■ REQUIRED WORK ■
Your response should contain every line from the data below that holds the string "PartialEq".

**** EXCERPTED DATA

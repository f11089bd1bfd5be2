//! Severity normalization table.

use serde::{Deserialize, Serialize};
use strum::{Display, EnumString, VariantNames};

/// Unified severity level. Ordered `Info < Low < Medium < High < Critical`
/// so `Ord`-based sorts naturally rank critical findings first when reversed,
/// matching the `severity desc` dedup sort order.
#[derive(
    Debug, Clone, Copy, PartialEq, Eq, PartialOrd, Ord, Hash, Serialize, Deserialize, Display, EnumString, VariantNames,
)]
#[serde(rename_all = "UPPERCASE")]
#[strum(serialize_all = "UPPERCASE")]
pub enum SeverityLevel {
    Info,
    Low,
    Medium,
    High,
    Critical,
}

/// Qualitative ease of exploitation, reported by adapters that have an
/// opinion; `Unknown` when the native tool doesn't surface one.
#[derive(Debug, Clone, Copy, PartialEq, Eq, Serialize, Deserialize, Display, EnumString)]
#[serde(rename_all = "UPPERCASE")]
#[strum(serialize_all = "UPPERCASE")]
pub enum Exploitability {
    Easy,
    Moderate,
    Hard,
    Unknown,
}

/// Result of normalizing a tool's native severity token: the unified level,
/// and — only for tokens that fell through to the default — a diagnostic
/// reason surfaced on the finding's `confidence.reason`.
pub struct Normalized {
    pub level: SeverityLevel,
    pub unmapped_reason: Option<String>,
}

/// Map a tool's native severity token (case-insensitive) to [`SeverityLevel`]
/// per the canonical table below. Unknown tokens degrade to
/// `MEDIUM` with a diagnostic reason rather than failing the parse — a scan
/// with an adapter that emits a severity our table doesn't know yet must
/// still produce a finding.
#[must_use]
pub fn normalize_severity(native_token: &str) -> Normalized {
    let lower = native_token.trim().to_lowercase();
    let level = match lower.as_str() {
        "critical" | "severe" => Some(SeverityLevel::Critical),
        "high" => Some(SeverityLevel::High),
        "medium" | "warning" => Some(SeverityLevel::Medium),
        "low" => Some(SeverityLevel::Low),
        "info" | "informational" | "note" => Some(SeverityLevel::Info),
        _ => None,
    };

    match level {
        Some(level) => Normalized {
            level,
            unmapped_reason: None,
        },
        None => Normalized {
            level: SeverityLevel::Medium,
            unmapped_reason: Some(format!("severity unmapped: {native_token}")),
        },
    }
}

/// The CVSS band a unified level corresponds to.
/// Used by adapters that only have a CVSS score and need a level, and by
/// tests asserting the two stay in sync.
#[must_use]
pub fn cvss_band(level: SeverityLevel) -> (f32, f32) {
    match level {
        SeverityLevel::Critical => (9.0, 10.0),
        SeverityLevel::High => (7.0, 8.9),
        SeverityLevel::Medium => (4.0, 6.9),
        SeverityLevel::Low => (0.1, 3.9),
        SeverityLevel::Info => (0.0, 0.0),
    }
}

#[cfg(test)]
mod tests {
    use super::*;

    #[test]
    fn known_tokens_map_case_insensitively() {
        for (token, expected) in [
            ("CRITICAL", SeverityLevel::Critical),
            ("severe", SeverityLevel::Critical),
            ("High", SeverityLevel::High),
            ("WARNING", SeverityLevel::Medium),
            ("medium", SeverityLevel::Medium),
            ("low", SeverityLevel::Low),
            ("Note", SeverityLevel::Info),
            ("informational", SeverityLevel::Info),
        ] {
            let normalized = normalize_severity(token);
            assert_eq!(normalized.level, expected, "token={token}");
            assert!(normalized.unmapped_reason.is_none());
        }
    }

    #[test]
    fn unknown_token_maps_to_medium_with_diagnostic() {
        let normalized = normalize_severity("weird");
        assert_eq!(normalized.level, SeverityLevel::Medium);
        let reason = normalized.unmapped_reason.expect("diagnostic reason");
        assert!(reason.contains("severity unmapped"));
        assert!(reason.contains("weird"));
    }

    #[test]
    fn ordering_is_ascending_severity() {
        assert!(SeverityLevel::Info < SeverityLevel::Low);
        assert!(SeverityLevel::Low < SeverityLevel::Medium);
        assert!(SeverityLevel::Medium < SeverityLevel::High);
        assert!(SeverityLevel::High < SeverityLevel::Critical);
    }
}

********

■ TASK OUTPUT ■
    Debug, Clone, Copy, PartialEq, Eq, PartialOrd, Ord, Hash, Serialize, Deserialize, Display, EnumString, VariantNames,
#[derive(Debug, Clone, Copy, PartialEq, Eq, Serialize, Deserialize, Display, EnumString)]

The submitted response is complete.